Il mirandolese Ciro Mascherini chiude con lo stesso tempo le maratone di Berlino e Chicago: “Obiettivo correre tutte le Major”
di Simone Guandalini
MIRANDOLA - Dopo aver partecipato l'anno scorso alla maratona di New York, il mirandolese Ciro Mascherini, sponsorizzato dall'azienda Europrogress di Mirandola, per cui lavora. ha corso nelle scorse settimane le maratone di Berlino e di Chicago, chiudendole con lo stesso identico tempo: 2h, 48', 22''. Ora, l'obiettivo è prendere parte, e chiudere al di sotto delle tre ore, le maratone del World Major Marathon, circuito internazionale che racchiude le sei maratone più di prestigio (oltre alle tre a cui ha già partecipato Mascherini, ci sono anche quelle di Londra, Tokyo e Boston).
Che esperienza è stata prendere parte alle maratone di Berlino e Chicago?
"Sempre sponsorizzato, come lo scorso anno per la maratona di New York, dal titolare dell'azienda per cui lavoro, la Europrogress di Mirandola, e galvanizzato da quell'esperienza, un evento internazionale con atleti professionisti e non da tutto il mondo, quest'anno ho partecipato il 29 settembre alla maratona di Berlino e il 13 ottobre a quella di Chicago: ho corso due maratone in due settimane, chiudendole con lo stesso identico tempo, 2h, 48', 22''. Volevo fare meglio rispetto alla maratona di New York che avevo corso lo scorso anno, notoriamente più difficile perchè piena di ponti e saliscendi a differenza di quelle di Berlino e Chicago, più piatte e lineari e quindi più veloci, e ci sono riuscito".
Come si sono svolte le maratone?
"A Berlino sono riuscito a fare una gara costante, mentre a Chicago ho accusato un po' la fatica della maratona corsa due settimane prime: ho fatto una prima parte più veloce e nella seconda ho stretto i denti. Già prima di New York avevo corso due maratone a distanza di una settimana una dall'altra, ma in quel caso erano allenamenti in funzione della maratona e, dunque, l'impegno non era lo stesso che c'è in una maratona ufficiale".

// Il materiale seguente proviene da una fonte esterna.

//! Result comparator: compares an actual row-set against an expected one
//! under configurable numeric tolerance and row/column ordering. Weights
//! and thresholds are fixed and reproduced exactly.

use std::collections::HashSet;

use serde_json::{json, Map, Value};

use crate::types::{ComparisonResult, Row};

#[derive(Debug, Clone)]
pub struct ComparatorConfig {
    pub numeric_tolerance: f64,
    pub ignore_row_order: bool,
    pub case_sensitive: bool,
}

impl Default for ComparatorConfig {
    fn default() -> Self {
        Self {
            numeric_tolerance: 1e-6,
            ignore_row_order: true,
            case_sensitive: false,
        }
    }
}

pub struct ResultComparator {
    config: ComparatorConfig,
}

impl ResultComparator {
    pub fn new(config: ComparatorConfig) -> Self {
        Self { config }
    }

    pub fn compare(&self, actual: &[Row], expected: &[Row]) -> ComparisonResult {
        if actual.is_empty() && expected.is_empty() {
            return ComparisonResult {
                is_match: true,
                match_score: 1.0,
                row_count_match: true,
                column_count_match: true,
                details: details_map(&[("message", json!("Both results are empty"))]),
            };
        }

        if actual.is_empty() {
            return ComparisonResult {
                is_match: false,
                match_score: 0.0,
                row_count_match: false,
                column_count_match: false,
                details: details_map(&[
                    ("message", json!("Actual result is empty")),
                    ("expected_rows", json!(expected.len())),
                ]),
            };
        }

        if expected.is_empty() {
            return ComparisonResult {
                is_match: false,
                match_score: 0.0,
                row_count_match: false,
                column_count_match: false,
                details: details_map(&[
                    ("message", json!("Expected result is empty")),
                    ("actual_rows", json!(actual.len())),
                ]),
            };
        }

        let actual_columns: HashSet<&String> = actual[0].keys().collect();
        let expected_columns: HashSet<&String> = expected[0].keys().collect();

        let column_count_match = actual_columns.len() == expected_columns.len();
        let missing_columns: Vec<&String> =
            expected_columns.difference(&actual_columns).copied().collect();
        let extra_columns: Vec<&String> =
            actual_columns.difference(&expected_columns).copied().collect();
        let common_columns: HashSet<&String> =
            actual_columns.intersection(&expected_columns).copied().collect();

        let row_count_match = actual.len() == expected.len();

        let column_match_ratio = if !expected_columns.is_empty() {
            common_columns.len() as f64 / expected_columns.len() as f64
        } else if actual_columns.is_empty() {
            1.0
        } else {
            0.0
        };

        let (row_match_ratio, matched_rows, unmatched_rows) = if common_columns.is_empty() {
            (0.0, 0, expected.len())
        } else if self.config.ignore_row_order {
            self.compare_rows_unordered(actual, expected, &common_columns)
        } else {
            self.compare_rows_ordered(actual, expected, &common_columns)
        };

        let match_score =
            round4(0.50 * row_match_ratio + 0.30 * column_match_ratio + 0.10 * b(row_count_match) + 0.10 * b(column_count_match));

        let is_match = match_score >= 0.99
            && row_count_match
            && column_count_match
            && missing_columns.is_empty()
            && extra_columns.is_empty();

        ComparisonResult {
            is_match,
            match_score,
            row_count_match,
            column_count_match,
            details: details_map(&[
                ("actual_row_count", json!(actual.len())),
                ("expected_row_count", json!(expected.len())),
                ("missing_columns", json!(sorted(&missing_columns))),
                ("extra_columns", json!(sorted(&extra_columns))),
                ("column_match_ratio", json!(column_match_ratio)),
                ("row_match_ratio", json!(row_match_ratio)),
                ("matched_rows", json!(matched_rows)),
                ("unmatched_rows", json!(unmatched_rows)),
            ]),
        }
    }

    fn compare_rows_unordered(
        &self,
        actual: &[Row],
        expected: &[Row],
        columns: &HashSet<&String>,
    ) -> (f64, usize, usize) {
        let mut matched = 0usize;
        let mut expected_matched = vec![false; expected.len()];

        for actual_row in actual {
            for (i, expected_row) in expected.iter().enumerate() {
                if expected_matched[i] {
                    continue;
                }
                if self.rows_match(actual_row, expected_row, columns) {
                    matched += 1;
                    expected_matched[i] = true;
                    break;
                }
            }
        }

        let ratio = if expected.is_empty() {
            1.0
        } else {
            matched as f64 / expected.len() as f64
        };
        (ratio, matched, expected.len() - matched)
    }

    fn compare_rows_ordered(
        &self,
        actual: &[Row],
        expected: &[Row],
        columns: &HashSet<&String>,
    ) -> (f64, usize, usize) {
        let min_len = actual.len().min(expected.len());
        let matched = (0..min_len)
            .filter(|&i| self.rows_match(&actual[i], &expected[i], columns))
            .count();
        let ratio = if expected.is_empty() {
            1.0
        } else {
            matched as f64 / expected.len() as f64
        };
        (ratio, matched, expected.len() - matched)
    }

    fn rows_match(&self, actual: &Row, expected: &Row, columns: &HashSet<&String>) -> bool {
        columns.iter().all(|col| {
            self.values_match(actual.get(col.as_str()), expected.get(col.as_str()))
        })
    }

    fn values_match(&self, actual: Option<&Value>, expected: Option<&Value>) -> bool {
        match (actual, expected) {
            (None | Some(Value::Null), None | Some(Value::Null)) => true,
            (None, Some(_)) | (Some(_), None) => false,
            (Some(a), Some(b)) => match (a.as_f64(), b.as_f64()) {
                (Some(fa), Some(fb)) => {
                    if fa.is_nan() && fb.is_nan() {
                        true
                    } else {
                        (fa - fb).abs() <= self.config.numeric_tolerance
                    }
                }
                _ => match (a.as_str(), b.as_str()) {
                    (Some(sa), Some(sb)) => {
                        if self.config.case_sensitive {
                            sa == sb
                        } else {
                            sa.eq_ignore_ascii_case(sb)
                        }
                    }
                    _ => a == b,
                },
            },
        }
    }
}

fn b(v: bool) -> f64 {
    if v {
        1.0
    } else {
        0.0
    }
}

fn round4(v: f64) -> f64 {
    (v * 10000.0).round() / 10000.0
}

fn sorted(v: &[&String]) -> Vec<String> {
    let mut out: Vec<String> = v.iter().map(|s| s.to_string()).collect();
    out.sort();
    out
}

fn details_map(entries: &[(&str, Value)]) -> Map<String, Value> {
    let mut map = Map::new();
    for (k, v) in entries {
        map.insert((*k).to_string(), v.clone());
    }
    map
}

#[cfg(test)]
mod tests {
    use super::*;
    use serde_json::json;

    fn row(pairs: &[(&str, Value)]) -> Row {
        pairs.iter().map(|(k, v)| (k.to_string(), v.clone())).collect()
    }

    #[test]
    fn both_empty_is_exact_match() {
        let cmp = ResultComparator::new(ComparatorConfig::default());
        let result = cmp.compare(&[], &[]);
        assert!(result.is_match);
        assert_eq!(result.match_score, 1.0);
    }

    #[test]
    fn one_empty_is_no_match() {
        let cmp = ResultComparator::new(ComparatorConfig::default());
        let expected = vec![row(&[("x", json!(1))])];
        let result = cmp.compare(&[], &expected);
        assert!(!result.is_match);
        assert_eq!(result.match_score, 0.0);
    }

    #[test]
    fn tolerant_numeric_match() {
        let cmp = ResultComparator::new(ComparatorConfig::default());
        let expected = vec![row(&[("v", json!(1.0))])];
        let actual = vec![row(&[("v", json!(1.0 + 1e-7))])];
        let result = cmp.compare(&actual, &expected);
        assert!(result.is_match);
        assert_eq!(result.match_score, 1.0);
    }

    #[test]
    fn row_order_independence() {
        let cmp = ResultComparator::new(ComparatorConfig::default());
        let expected = vec![row(&[("id", json!(1))]), row(&[("id", json!(2))])];
        let actual = vec![row(&[("id", json!(2))]), row(&[("id", json!(1))])];
        let result = cmp.compare(&actual, &expected);
        assert!(result.is_match);
    }

    #[test]
    fn ordered_mode_penalizes_order() {
        let cmp = ResultComparator::new(ComparatorConfig {
            ignore_row_order: false,
            ..Default::default()
        });
        let expected = vec![row(&[("id", json!(1))]), row(&[("id", json!(2))])];
        let actual = vec![row(&[("id", json!(2))]), row(&[("id", json!(1))])];
        let result = cmp.compare(&actual, &expected);
        assert!(!result.is_match);
        assert_eq!(result.match_score, 0.50);
    }

    #[test]
    fn idempotence_on_identical_input() {
        let cmp = ResultComparator::new(ComparatorConfig::default());
        let rows = vec![row(&[("a", json!(1)), ("b", json!("x"))])];
        let result = cmp.compare(&rows, &rows);
        assert!(result.is_match);
        assert_eq!(result.match_score, 1.0);
    }

    #[test]
    fn case_insensitive_strings_by_default() {
        let cmp = ResultComparator::new(ComparatorConfig::default());
        let expected = vec![row(&[("s", json!("Hello"))])];
        let actual = vec![row(&[("s", json!("hello"))])];
        let result = cmp.compare(&actual, &expected);
        assert!(result.is_match);
    }

    #[test]
    fn case_sensitive_strings_when_configured() {
        let cmp = ResultComparator::new(ComparatorConfig {
            case_sensitive: true,
            ..Default::default()
        });
        let expected = vec![row(&[("s", json!("Hello"))])];
        let actual = vec![row(&[("s", json!("hello"))])];
        let result = cmp.compare(&actual, &expected);
        assert!(!result.is_match);
    }
}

Che sensazioni hai provato?
"Correre a Chicago e a Berlino è stato davvero molto emozionante, entrambe sono state maratone molto partecipate e con tanto tifo: quella di Berlino (50esima edizione) è stata la maratona dei record a livello di partecipazione, è stata quella con più partecipanti che hanno tagliato il traguardo. A Chicago, invece, c'è stato il record di velocità femminile. Le città in quei giorni vivono della maratona, c'è gente da tutto il mondo. Ci si sente partecipi di questo evento e si vive il tifo a 360°".

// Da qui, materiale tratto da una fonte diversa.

//! Retry with exponential backoff and jitter.
//!
//! Bounded to three attempts total (1s base delay, 10s cap) and restricted
//! to the set of errors the resilient client marks retryable.

use std::time::Duration;

use rand::Rng;
use tokio::time::sleep;
use tracing::warn;

#[derive(Debug, Clone, Copy)]
pub struct RetryConfig {
    pub max_attempts: u32,
    pub base_delay: Duration,
    pub max_delay: Duration,
}

impl Default for RetryConfig {
    fn default() -> Self {
        Self {
            max_attempts: 3,
            base_delay: Duration::from_secs(1),
            max_delay: Duration::from_secs(10),
        }
    }
}

/// Computes the exponential-backoff-with-jitter delay before attempt
/// number `attempt` (1-indexed: the delay taken *before* that attempt).
pub fn backoff_delay(config: &RetryConfig, attempt: u32) -> Duration {
    let exp = config.base_delay.as_millis() as f64 * 2f64.powi(attempt as i32 - 1);
    let capped = exp.min(config.max_delay.as_millis() as f64);
    let jitter_ms = rand::thread_rng().gen_range(0..=(capped * 0.1) as u64);
    Duration::from_millis(capped as u64 - jitter_ms)
}

/// Runs `operation` up to `config.max_attempts` times. `should_retry`
/// decides, given the error, whether another attempt should be made
/// (e.g. transport errors/timeouts/5xx yes, 4xx or `CircuitOpen` no).
pub async fn retry_with<F, Fut, T, E>(
    config: RetryConfig,
    mut operation: F,
    should_retry: impl Fn(&E) -> bool,
) -> Result<T, E>
where
    F: FnMut() -> Fut,
    Fut: std::future::Future<Output = Result<T, E>>,
    E: std::fmt::Display,
{
    let mut attempt = 0u32;
    loop {
        attempt += 1;
        match operation().await {
            Ok(value) => return Ok(value),
            Err(error) => {
                if attempt >= config.max_attempts || !should_retry(&error) {
                    return Err(error);
                }
                let delay = backoff_delay(&config, attempt);
                warn!(attempt, delay_ms = delay.as_millis() as u64, %error, "retrying after failure");
                sleep(delay).await;
            }
        }
    }
}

Quali sono i tuoi prossimi obiettivi?
"L'obiettivo è correre sotto le tre ore tutte le sei maratone del World Major Marathon (New York, Berlino, Chicago, Tokyo, Boston e Londra). Ora, a dicembre andrò a correre la maratona di Valencia, che non rientra tra le Major, mentre per l'anno prossimo ho già prenotato la maratona di Tokyo e quella di Londra. Poi mi rimarrà solo quella di Boston, che conto di fare nel 2026".